Chunta Aragonesista avaliou a renúncia de Marta Tejero como diretora gerente do Instituto Aragonês de Serviços Sociais (IASS) como "um novo problema para a gestão das políticas sociais de Aragão" e reclamou ao Governo autonômico "explicações imediatas sobre todas as circunstâncias que cercam esta saída, como vai afetar a gestão e planejamento deste organismo público e, sobretudo, quando e quem vai assumir o relevo".
A deputada Mary Carmen Bozal sublinhou que "estamos falando de um organismo chave para garantir direitos e prestar serviços essenciais à cidadania, e não podemos assumir como normal que ocorram mudanças em sua máxima responsabilidade sem conhecer todas as razões e sem que exista informação clara sobre o relevo". Lembrou que o IASS assume uma parte central da política social em Aragão e se encarrega da gestão de prestações, centros, serviços e programas sociais.
Desde CHA alertaram que "esta nova demissão gera incerteza precisamente em um âmbito que necessita de estabilidade, planejamento e capacidade de gestão".
O Instituto Aragonês de Serviços Sociais coordena e organiza recursos essenciais como a atenção à dependência e à deficiência, a atenção precoce, a proteção da infância e da adolescência, o acolhimento familiar e diversos dispositivos dirigidos às pessoas idosas, pelo que, a juízo da formação aragonesista, "a falta de estabilidade em sua direção gera preocupação sobre o planejamento e o funcionamento de políticas que afetam diretamente milhares de aragoneses e aragonesas".
Em coerência com esta análise, CHA assinalou que a renúncia da responsável do IASS "evidencia um profundo mal-estar interno e discrepâncias de fundo, segundo denunciaram recentemente sindicatos como CCOO, que afetam a forma de entender a gestão pública". "O compromisso com o social e com as pessoas deve estar sempre à frente de qualquer outra consideração", acrescentaram.
Críticas à liderança do Governo de Aragão
A formação também apontou para o máximo responsável do Executivo autonômico, ao afirmar que é o presidente Jorge Azcón "quem não pode continuar deixando fazer" ao vice-presidente, Alejandro Nolasco, "e olhar para o outro lado diante de situações como esta.
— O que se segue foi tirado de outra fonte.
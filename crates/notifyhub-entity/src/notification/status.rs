//! Notification status enumeration and transition rules.

use serde::{Deserialize, Serialize};
use std::fmt;

/// Lifecycle status of a notification.
///
/// Transitions are monotonic: a notification never leaves `Archived` or
/// `Dismissed`, and never returns to `Unread`.
#[derive(Debug, Clone, Copy, PartialEq, Eq, Hash, Serialize, Deserialize, sqlx::Type)]
#[sqlx(type_name = "notification_status", rename_all = "lowercase")]
#[serde(rename_all = "lowercase")]
pub enum NotificationStatus {
    /// Delivered in-app but not yet read.
    Unread,
    /// Read by the owner.
    Read,
    /// Archived by the owner; eligible for the retention sweep.
    Archived,
    /// Dismissed by the client; terminal, never swept automatically.
    Dismissed,
}

impl NotificationStatus {
    /// Check if the status is terminal.
    pub fn is_terminal(&self) -> bool {
        matches!(self, Self::Archived | Self::Dismissed)
    }

    /// Check whether a transition to `next` is allowed.
    pub fn can_transition(&self, next: NotificationStatus) -> bool {
        match self {
            Self::Unread => matches!(next, Self::Read | Self::Archived | Self::Dismissed),
            Self::Read => matches!(next, Self::Archived | Self::Dismissed),
            Self::Archived | Self::Dismissed => false,
        }
    }

    /// Return the status as a lowercase string.
    pub fn as_str(&self) -> &'static str {
        match self {
            Self::Unread => "unread",
            Self::Read => "read",
            Self::Archived => "archived",
            Self::Dismissed => "dismissed",
        }
    }
}

impl fmt::Display for NotificationStatus {
    fn fmt(&self, f: &mut fmt::Formatter<'_>) -> fmt::Result {
        write!(f, "{}", self.as_str())
    }
}

#[cfg(test)]
mod tests {
    use super::*;

    #[test]
    fn test_archived_is_terminal() {
        assert!(!NotificationStatus::Archived.can_transition(NotificationStatus::Unread));
        assert!(!NotificationStatus::Archived.can_transition(NotificationStatus::Read));
        assert!(NotificationStatus::Archived.is_terminal());
    }

    #[test]
    fn test_read_never_reverts() {
        assert!(!NotificationStatus::Read.can_transition(NotificationStatus::Unread));
        assert!(NotificationStatus::Read.can_transition(NotificationStatus::Archived));
    }
}
//! Application configuration schemas.
//!
//! All configuration structs are deserialized from TOML files via the
//! `config` crate. Each sub-module represents a logical configuration
//! section.

pub mod database;
pub mod email;
pub mod logging;
pub mod push;
pub mod queue;
pub mod retention;
pub mod worker;

use serde::{Deserialize, Serialize};

pub use self::database::DatabaseConfig;
pub use self::email::EmailConfig;
pub use self::logging::LoggingConfig;
pub use self::push::PushConfig;
pub use self::queue::{JobTypeConfig, QueuesConfig, RetryPolicy};
pub use self::retention::RetentionConfig;
pub use self::worker::WorkerConfig;

use crate::error::AppError;

/// Root application configuration.
///
/// Top-level deserialization target for the merged TOML configuration
/// (default.toml + environment overlay + `NOTIFYHUB__` env vars).
#[derive(Debug, Clone, Serialize, Deserialize)]
pub struct AppConfig {
    /// Database connection settings.
    pub database: DatabaseConfig,
    /// Logging settings.
    #[serde(default)]
    pub logging: LoggingConfig,
    /// Worker poll-loop settings.
    #[serde(default)]
    pub worker: WorkerConfig,
    /// Per-queue, per-job-type concurrency and retry policies.
    #[serde(default)]
    pub queues: QueuesConfig,
    /// Web push transport settings.
    #[serde(default)]
    pub push: PushConfig,
    /// SMTP email transport settings.
    #[serde(default)]
    pub email: EmailConfig,
    /// Notification retention settings.
    #[serde(default)]
    pub retention: RetentionConfig,
}

impl AppConfig {
    /// Load configuration from TOML files.
    ///
    /// Merges the default configuration with an environment-specific overlay
    /// and environment variables prefixed with `NOTIFYHUB__`.
    pub fn load(env: &str) -> Result<Self, AppError> {
        let config = config::Config::builder()
            .add_source(config::File::with_name("config/default").required(false))
            .add_source(config::File::with_name(&format!("config/{env}")).required(false))
            .add_source(
                config::Environment::with_prefix("NOTIFYHUB")
                    .separator("__")
                    .try_parsing(true),
            )
            .build()
            .map_err(|e| AppError::configuration(format!("Failed to build config: {e}")))?;

        config
            .try_deserialize()
            .map_err(|e| AppError::configuration(format!("Failed to deserialize config: {e}")))
    }
}
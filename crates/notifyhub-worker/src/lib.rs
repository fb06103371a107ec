//! Background job processing for the notification pipeline.
//!
//! This crate provides:
//! - A job executor that dispatches claimed jobs to the correct handler
//! - Per-queue worker runners with bounded per-job-type concurrency
//! - A recurring-task scheduler that computes next runs as plain data
//! - The five job handlers: push-fanout, batch-ingest, send-email,
//!   digest-build, sweep-archived

pub mod executor;
pub mod jobs;
pub mod runner;
pub mod scheduler;

pub use executor::{JobExecutionError, JobExecutor, JobHandler};
pub use runner::{Lane, WorkerRunner};
pub use scheduler::{RecurringScheduler, RecurringTask, Schedule};
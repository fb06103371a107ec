//! The persistent job queue.
//!
//! Jobs are rows in Postgres; enqueueing is an insert and claiming is an
//! atomic `SKIP LOCKED` update, so the queue shares the service's
//! transactional guarantees and survives restarts. This crate owns the
//! queue/job-type names and the enqueue-side API; the execution side lives
//! in the worker crate.

use std::sync::Arc;

use chrono::Duration;
use serde::Serialize;
use uuid::Uuid;

use notifyhub_core::clock::Clock;
use notifyhub_core::config::RetryPolicy;
use notifyhub_core::error::{AppError, ErrorKind};
use notifyhub_core::result::AppResult;
use notifyhub_database::stores::{JobCounts, JobStore};
use notifyhub_entity::job::model::{Job, NewJob};

pub mod names {
    //! Queue and job-type identifiers.

    /// Queue for in-app fan-out, batch ingestion, and digest assembly.
    pub const NOTIFICATION_DISPATCH: &str = "notification-dispatch";
    /// Queue for outbound email.
    pub const EMAIL_DISPATCH: &str = "email-dispatch";
    /// Queue for maintenance work.
    pub const CLEANUP: &str = "cleanup";

    /// Deliver one notification group to a user's push subscriptions.
    pub const PUSH_FANOUT: &str = "push-fanout";
    /// Persist a validated batch of notification drafts.
    pub const BATCH_INGEST: &str = "batch-ingest";
    /// Render and enqueue one user's digest email.
    pub const DIGEST_BUILD: &str = "digest-build";
    /// Hand one rendered email to the SMTP relay.
    pub const SEND_EMAIL: &str = "send-email";
    /// Delete long-archived notifications.
    pub const SWEEP_ARCHIVED: &str = "sweep-archived";

    /// All (queue, job type) pairs the pipeline runs.
    pub const ALL: &[(&str, &str)] = &[
        (NOTIFICATION_DISPATCH, PUSH_FANOUT),
        (NOTIFICATION_DISPATCH, BATCH_INGEST),
        (NOTIFICATION_DISPATCH, DIGEST_BUILD),
        (EMAIL_DISPATCH, SEND_EMAIL),
        (CLEANUP, SWEEP_ARCHIVED),
    ];
}

/// Enqueue-side handle on the job store.
#[derive(Clone)]
pub struct JobQueue {
    store: Arc<dyn JobStore>,
    clock: Arc<dyn Clock>,
}

impl JobQueue {
    /// Create a queue handle over a job store.
    pub fn new(store: Arc<dyn JobStore>, clock: Arc<dyn Clock>) -> Self {
        Self { store, clock }
    }

    /// Enqueue a job, optionally delayed, carrying its retry policy.
    pub async fn enqueue<P: Serialize>(
        &self,
        queue: &str,
        job_type: &str,
        payload: &P,
        delay: Option<Duration>,
        retry: &RetryPolicy,
    ) -> AppResult<Job> {
        let payload = serde_json::to_value(payload).map_err(|e| {
            AppError::with_source(ErrorKind::Serialization, "Failed to serialize job payload", e)
        })?;

        let scheduled_at = self.clock.now() + delay.unwrap_or_else(Duration::zero);
        let job = self
            .store
            .create(&NewJob {
                queue: queue.to_string(),
                job_type: job_type.to_string(),
                payload,
                max_attempts: retry.max_attempts,
                backoff_base_secs: retry.backoff_base_secs as i64,
                scheduled_at,
            })
            .await?;

        tracing::debug!(
            job_id = %job.id,
            queue = %job.queue,
            job_type = %job.job_type,
            scheduled_at = %job.scheduled_at,
            "Job enqueued"
        );
        Ok(job)
    }

    /// Claim the oldest eligible job of one type, if any.
    pub async fn claim(
        &self,
        queue: &str,
        job_type: &str,
        worker_id: &str,
    ) -> AppResult<Option<Job>> {
        self.store
            .claim_next(queue, job_type, worker_id, self.clock.now())
            .await
    }

    /// Mark a claimed job completed.
    pub async fn complete(&self, id: Uuid, result: Option<serde_json::Value>) -> AppResult<()> {
        self.store.complete(id, result, self.clock.now()).await
    }

    /// Mark a claimed job permanently failed.
    pub async fn fail(&self, id: Uuid, error: &str) -> AppResult<()> {
        self.store.fail(id, error, self.clock.now()).await
    }

    /// Return a claimed job to waiting after a backoff delay.
    pub async fn retry_later(&self, job: &Job, error: &str) -> AppResult<()> {
        let policy = RetryPolicy {
            max_attempts: job.max_attempts,
            backoff_base_secs: job.backoff_base_secs.max(0) as u64,
        };
        let delay = Duration::seconds(policy.backoff_delay_secs(job.attempts) as i64);
        let run_at = self.clock.now() + delay;
        self.store.reschedule(job.id, run_at, error).await
    }

    /// Job counts for one queue, with future-scheduled jobs as delayed.
    pub async fn counts(&self, queue: &str) -> AppResult<JobCounts> {
        self.store.counts(queue, self.clock.now()).await
    }
}
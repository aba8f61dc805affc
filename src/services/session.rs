//! Conversation state machine for one chat session.
//!
//! State lives inside a `tokio::sync::watch` channel: transitions go through
//! `send_if_modified`, which makes the pending-guard check and the mutation
//! atomic, and lets any UI layer observe snapshots via `subscribe` instead of
//! owning mutable fields.

use std::sync::Arc;

use tokio::sync::{oneshot, watch};
use tokio::task::JoinHandle;

use super::transport::{QueryTransport, TransportError};
use crate::types::{Message, QueryRequest};

const CANCELLED_MESSAGE: &str = "Request cancelled";

#[derive(Debug, Clone, Copy, PartialEq, Eq, Default)]
pub enum SessionStatus {
    #[default]
    Idle,
    Pending,
    Error,
}

#[derive(Debug, Clone, Default)]
pub struct ConversationState {
    pub messages: Vec<Message>,
    pub status: SessionStatus,
    pub error_message: Option<String>,
}

/// Owns the conversation for one browser session. At most one submission is
/// in flight at a time; the guard is the `Pending` status itself, no extra
/// synchronization.
pub struct ChatController {
    transport: Arc<dyn QueryTransport>,
    state: watch::Sender<ConversationState>,
}

/// Handle for one in-flight submission. Dropping it leaves the request
/// running; `abort` cancels it and resolves the session to `Error`.
pub struct SubmitHandle {
    cancel: Option<oneshot::Sender<()>>,
    task: JoinHandle<()>,
}

impl SubmitHandle {
    pub fn abort(&mut self) {
        if let Some(cancel) = self.cancel.take() {
            let _ = cancel.send(());
        }
    }

    /// Wait for the submission to settle (answered, failed or aborted).
    pub async fn finished(self) {
        let _ = self.task.await;
    }
}

impl ChatController {
    pub fn new(transport: Arc<dyn QueryTransport>) -> Self {
        let (state, _) = watch::channel(ConversationState::default());
        Self { transport, state }
    }

    /// Read-only copy of the current conversation.
    pub fn snapshot(&self) -> ConversationState {
        self.state.borrow().clone()
    }

    /// Watch for state changes; each transition publishes a new snapshot.
    pub fn subscribe(&self) -> watch::Receiver<ConversationState> {
        self.state.subscribe()
    }

    /// Submit user text. Returns `None` without touching state when the text
    /// is blank or another submission is still pending. On failure the
    /// optimistic user message is rolled back so the conversation never shows
    /// an unanswered question.
    pub fn submit(&self, text: &str) -> Option<SubmitHandle> {
        if text.trim().is_empty() {
            return None;
        }

        let mut accepted = false;
        self.state.send_if_modified(|state| {
            if state.status == SessionStatus::Pending {
                return false;
            }
            state.messages.push(Message::new_user(text));
            state.error_message = None;
            state.status = SessionStatus::Pending;
            accepted = true;
            true
        });
        if !accepted {
            return None;
        }

        let request = QueryRequest {
            query: text.to_string(),
        };
        let transport = Arc::clone(&self.transport);
        let state = self.state.clone();
        let (cancel_tx, cancel_rx) = oneshot::channel();

        let task = tokio::spawn(async move {
            // A dropped handle closes the channel without sending; that must
            // not cancel the request, so only an explicit signal counts.
            let cancelled = async move {
                if cancel_rx.await.is_err() {
                    std::future::pending::<()>().await;
                }
            };

            let outcome = tokio::select! {
                result = transport.send(request) => result,
                _ = cancelled => Err(TransportError::new(CANCELLED_MESSAGE)),
            };

            state.send_modify(|state| match &outcome {
                Ok(response) => {
                    state
                        .messages
                        .push(Message::new_assistant(response.response.clone()));
                    state.status = SessionStatus::Idle;
                }
                Err(err) => {
                    // Single-flight guarantees the last entry is the
                    // optimistic user message.
                    state.messages.pop();
                    state.error_message = Some(err.message.clone());
                    state.status = SessionStatus::Error;
                }
            });
        });

        Some(SubmitHandle {
            cancel: Some(cancel_tx),
            task,
        })
    }

    /// Empty the conversation. Rejected while a submission is pending.
    pub fn clear(&self) -> bool {
        self.state.send_if_modified(|state| {
            if state.status == SessionStatus::Pending {
                return false;
            }
            state.messages.clear();
            state.error_message = None;
            state.status = SessionStatus::Idle;
            true
        })
    }
}
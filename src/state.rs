use crate::config::Config;
use crate::services::ModelClient;
use std::sync::Arc;

#[derive(Clone)]
pub struct AppState {
    pub config: Arc<Config>,
    pub model: Arc<dyn ModelClient>,
}

impl AppState {
    /// Configuration and model client are fixed at startup; handlers only
    /// ever read them.
    pub fn new(config: Config, model: Arc<dyn ModelClient>) -> Self {
        Self {
            config: Arc::new(config),
            model,
        }
    }
}
use chrono::{DateTime, Utc};
use serde::{Deserialize, Serialize};
use uuid::Uuid;

/// Body of `POST /query`. A missing `query` field parses as empty and is
/// rejected by the same validation as an explicit empty string.
#[derive(Debug, Clone, Serialize, Deserialize)]
pub struct QueryRequest {
    #[serde(default)]
    pub query: String,
}

/// Success body: the query echoed back with the model output and the
/// model id that actually answered it.
#[derive(Debug, Clone, Serialize, Deserialize)]
pub struct QueryResponse {
    pub query: String,
    pub response: String,
    pub model: String,
}

/// Error body for every non-200 outcome. The message is user-safe and
/// carries no internal detail.
#[derive(Debug, Clone, Serialize, Deserialize)]
pub struct ErrorResponse {
    pub error: String,
}

impl ErrorResponse {
    pub fn new(error: impl Into<String>) -> Self {
        Self {
            error: error.into(),
        }
    }
}

#[derive(Debug, Clone, Copy, PartialEq, Eq, Serialize, Deserialize)]
#[serde(rename_all = "lowercase")]
pub enum Role {
    User,
    Assistant,
}

/// One conversation entry. Immutable once created.
#[derive(Debug, Clone, Serialize, Deserialize)]
pub struct Message {
    pub id: String,
    pub role: Role,
    pub content: String,
    pub timestamp: DateTime<Utc>,
}

impl Message {
    pub fn new_user(content: impl Into<String>) -> Self {
        Self::new(Role::User, content)
    }

    pub fn new_assistant(content: impl Into<String>) -> Self {
        Self::new(Role::Assistant, content)
    }

    fn new(role: Role, content: impl Into<String>) -> Self {
        Self {
            id: Uuid::new_v4().to_string(),
            role,
            content: content.into(),
            timestamp: Utc::now(),
        }
    }
}
use serde::{Deserialize, Serialize};
use std::env;

const DEFAULT_MODEL_ID: &str = "anthropic.claude-3-haiku-20240307-v1:0";
const DEFAULT_REGION: &str = "us-east-1";

#[derive(Debug, Clone, Serialize, Deserialize)]
pub struct Config {
    // Server configuration
    pub host: String,
    pub port: u16,

    // Model configuration
    pub model_id: String,
    pub region: String,
    pub endpoint: String,
    #[serde(skip_serializing)]
    pub api_key: Option<String>,

    // Inference parameters sent with every request
    pub max_tokens: u32,
    pub temperature: f32,

    // CORS
    pub allowed_origin: String,
}

impl Config {
    /// Read configuration from the environment once at startup. The value
    /// is immutable afterwards; handlers receive it through `AppState`.
    pub fn from_env() -> anyhow::Result<Self> {
        let region = env::var("AWS_REGION").unwrap_or_else(|_| DEFAULT_REGION.to_string());
        let endpoint = env::var("BEDROCK_ENDPOINT")
            .unwrap_or_else(|_| format!("https://bedrock-runtime.{region}.amazonaws.com"));

        Ok(Config {
            host: env::var("HOST").unwrap_or_else(|_| "127.0.0.1".to_string()),
            port: env::var("PORT")
                .unwrap_or_else(|_| "3000".to_string())
                .parse()?,

            model_id: env::var("BEDROCK_MODEL_ID")
                .unwrap_or_else(|_| DEFAULT_MODEL_ID.to_string()),
            region,
            endpoint,
            api_key: env::var("AWS_BEARER_TOKEN_BEDROCK").ok(),

            max_tokens: 1000,
            temperature: 0.7,

            allowed_origin: env::var("ALLOWED_ORIGIN").unwrap_or_else(|_| "*".to_string()),
        })
    }
}
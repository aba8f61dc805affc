pub mod errors;
pub mod message;

pub use errors::{AppError, ModelError};
pub use message::{ErrorResponse, Message, QueryRequest, QueryResponse, Role};
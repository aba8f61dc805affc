use crate::state::AppState;
use axum::Router;
use tower_http::trace::TraceLayer;

pub async fn start_server(state: AppState) -> anyhow::Result<()> {
    let addr = format!("{}:{}", state.config.host, state.config.port);
    let app = create_app(state);

    tracing::info!("Web server listening on http://{addr}");

    let listener = tokio::net::TcpListener::bind(&addr).await?;
    axum::serve(listener, app).await?;

    Ok(())
}

pub fn create_app(state: AppState) -> Router {
    let cors = crate::web::middleware::cors_layer(&state.config);

    Router::new()
        .merge(crate::web::routes::create_routes(state))
        .layer(TraceLayer::new_for_http())
        .layer(cors)
}
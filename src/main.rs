use anyhow::Result;
use std::sync::Arc;
use tracing_subscriber::{layer::SubscriberExt, util::SubscriberInitExt};

use bedrock_chat::config::Config;
use bedrock_chat::services::BedrockClient;
use bedrock_chat::state::AppState;
use bedrock_chat::web;

#[tokio::main]
async fn main() -> Result<()> {
    // Initialize tracing
    tracing_subscriber::registry()
        .with(
            tracing_subscriber::EnvFilter::try_from_default_env()
                .unwrap_or_else(|_| "bedrock_chat=debug,tower_http=debug".into()),
        )
        .with(tracing_subscriber::fmt::layer())
        .init();

    tracing::info!("Starting Bedrock chat bridge");

    // Configuration is read once and immutable afterwards
    let config = Config::from_env()?;
    tracing::info!(model = %config.model_id, region = %config.region, "Configuration loaded");

    let model = Arc::new(BedrockClient::new(&config));
    let state = AppState::new(config, model);

    web::start_server(state).await?;

    Ok(())
}
use crate::config::Config;
use axum::http::{header, HeaderValue, Method};
use tower_http::cors::{AllowOrigin, CorsLayer};

/// Fixed CORS policy for the browser client; answers `OPTIONS /query`
/// preflights without touching the handler.
pub fn cors_layer(config: &Config) -> CorsLayer {
    let origin = match config.allowed_origin.as_str() {
        "*" => AllowOrigin::any(),
        configured => match configured.parse::<HeaderValue>() {
            Ok(value) => AllowOrigin::exact(value),
            Err(_) => {
                tracing::warn!(origin = configured, "Invalid ALLOWED_ORIGIN, allowing any");
                AllowOrigin::any()
            }
        },
    };

    CorsLayer::new()
        .allow_origin(origin)
        .allow_methods([Method::POST, Method::OPTIONS])
        .allow_headers([header::CONTENT_TYPE])
}
// Core modules
pub mod config;
pub mod services;
pub mod state;
pub mod types;
pub mod web;

// Re-exports
pub use config::Config;
pub use services::{BedrockClient, ChatController, HttpTransport, ModelClient};
pub use state::AppState;
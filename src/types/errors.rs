//! Closed error taxonomy for the query path.
//!
//! `ModelError` is everything the upstream model endpoint can signal;
//! `AppError` adds request validation and owns the single mapping to an
//! HTTP status and a user-safe body. Raw detail stays in logs.

use axum::http::StatusCode;
use axum::response::{IntoResponse, Json, Response};
use thiserror::Error;

use super::message::ErrorResponse;

/// Failure kinds surfaced by the model endpoint. The detail string is
/// for server-side logging only and never reaches a client.
#[derive(Debug, Clone, Error)]
pub enum ModelError {
    #[error("access denied by model provider: {0}")]
    AccessDenied(String),

    #[error("model not found: {0}")]
    ResourceNotFound(String),

    #[error("model endpoint throttled: {0}")]
    Throttled(String),

    #[error("unexpected model error: {0}")]
    Unknown(String),
}

#[derive(Debug, Error)]
pub enum AppError {
    #[error("invalid request: {0}")]
    Validation(String),

    #[error(transparent)]
    Model(#[from] ModelError),
}

impl AppError {
    pub fn status(&self) -> StatusCode {
        match self {
            AppError::Validation(_) => StatusCode::BAD_REQUEST,
            AppError::Model(ModelError::AccessDenied(_)) => StatusCode::FORBIDDEN,
            AppError::Model(ModelError::ResourceNotFound(_)) => StatusCode::NOT_FOUND,
            AppError::Model(ModelError::Throttled(_)) => StatusCode::TOO_MANY_REQUESTS,
            AppError::Model(ModelError::Unknown(_)) => StatusCode::INTERNAL_SERVER_ERROR,
        }
    }

    /// Fixed client-visible message. Validation messages describe what was
    /// wrong with the request; model failures map to generic text.
    pub fn public_message(&self) -> String {
        match self {
            AppError::Validation(msg) => msg.clone(),
            AppError::Model(ModelError::AccessDenied(_)) => "Access denied".to_string(),
            AppError::Model(ModelError::ResourceNotFound(_)) => "Model unavailable".to_string(),
            AppError::Model(ModelError::Throttled(_)) => {
                "Too many requests, please try again later".to_string()
            }
            AppError::Model(ModelError::Unknown(_)) => "Internal server error".to_string(),
        }
    }
}

impl IntoResponse for AppError {
    fn into_response(self) -> Response {
        let body = ErrorResponse::new(self.public_message());
        (self.status(), Json(body)).into_response()
    }
}
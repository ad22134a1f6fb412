//! Common test utilities and helpers
//!
//! Shared by the integration suites:
//! - Mock movie API server (wiremock)
//! - Movie and page JSON fixtures
//! - Signed test tokens

#![allow(dead_code)]

use std::time::Duration;

use jsonwebtoken::{encode, EncodingKey, Header};
use movie_catalog::egui_app::{ApiClient, Config, TokenStore};
use movie_catalog::shared::AppConfig;
use serde_json::{json, Value};
use wiremock::MockServer;

/// Debounce window used by the suites; short enough to keep tests quick
pub const TEST_DEBOUNCE_MS: u64 = 50;

/// Upper bound for any single awaited event
pub const EVENT_TIMEOUT: Duration = Duration::from_secs(5);

pub fn config_for(server: &MockServer) -> Config {
    let builder = AppConfig::builder()
        .server_url(server.uri())
        .debounce_ms(TEST_DEBOUNCE_MS)
        .request_timeout_secs(5);
    Config::with_builder(builder).expect("valid test config")
}

pub fn api_for(server: &MockServer, tokens: TokenStore) -> ApiClient {
    ApiClient::new(&config_for(server), tokens).expect("client builds")
}

pub fn movie_json(id: &str, title: &str, year: i32, rating: f64) -> Value {
    json!({
        "_id": id,
        "title": title,
        "bannerImage": format!("https://img.example.com/{id}.jpg"),
        "description": format!("{title} description"),
        "year": year,
        "rating": rating,
        "runTime": 120
    })
}

pub fn page_json(movies: Vec<Value>, total_pages: u32) -> Value {
    let total_movies = movies.len();
    json!({
        "movies": movies,
        "pagination": {
            "totalPages": total_pages,
            "totalMovies": total_movies
        }
    })
}

/// HS256 token carrying `role`; the client never checks the signature
pub fn token_with_role(role: &str) -> String {
    let claims = json!({
        "email": "someone@example.com",
        "role": role,
        "exp": 4_102_444_800i64
    });
    encode(&Header::default(), &claims, &EncodingKey::from_secret(b"test-secret")).expect("token encodes")
}

/// Await `future`, failing the test if it takes longer than [`EVENT_TIMEOUT`]
pub async fn within<F: std::future::Future>(future: F) -> F::Output {
    tokio::time::timeout(EVENT_TIMEOUT, future)
        .await
        .expect("timed out waiting for event")
}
Sua falta de liderança e de assunção de responsabilidades abre uma nova brecha em um Governo cada vez mais marcado pelas discrepâncias e pela instabilidade".
Com este contexto, CHA avançou que registrará uma bateria de iniciativas nas Cortes de Aragão com o objetivo de esclarecer as razões que levaram Marta Tejero a formalizar sua demissão, conhecer a avaliação que realiza o Governo de Aragão sobre o que aconteceu e, de maneira especial, saber em que momento tem previsto designar a pessoa que substituirá a atual diretora gerente.
Bozal concluiu que "queremos saber o que está ocorrendo em um organismo tão importante para o sistema público de serviços sociais e exigimos que o Governo dê certezas, garanta a continuidade dos serviços públicos e explique quando vai ocorrer a mudança".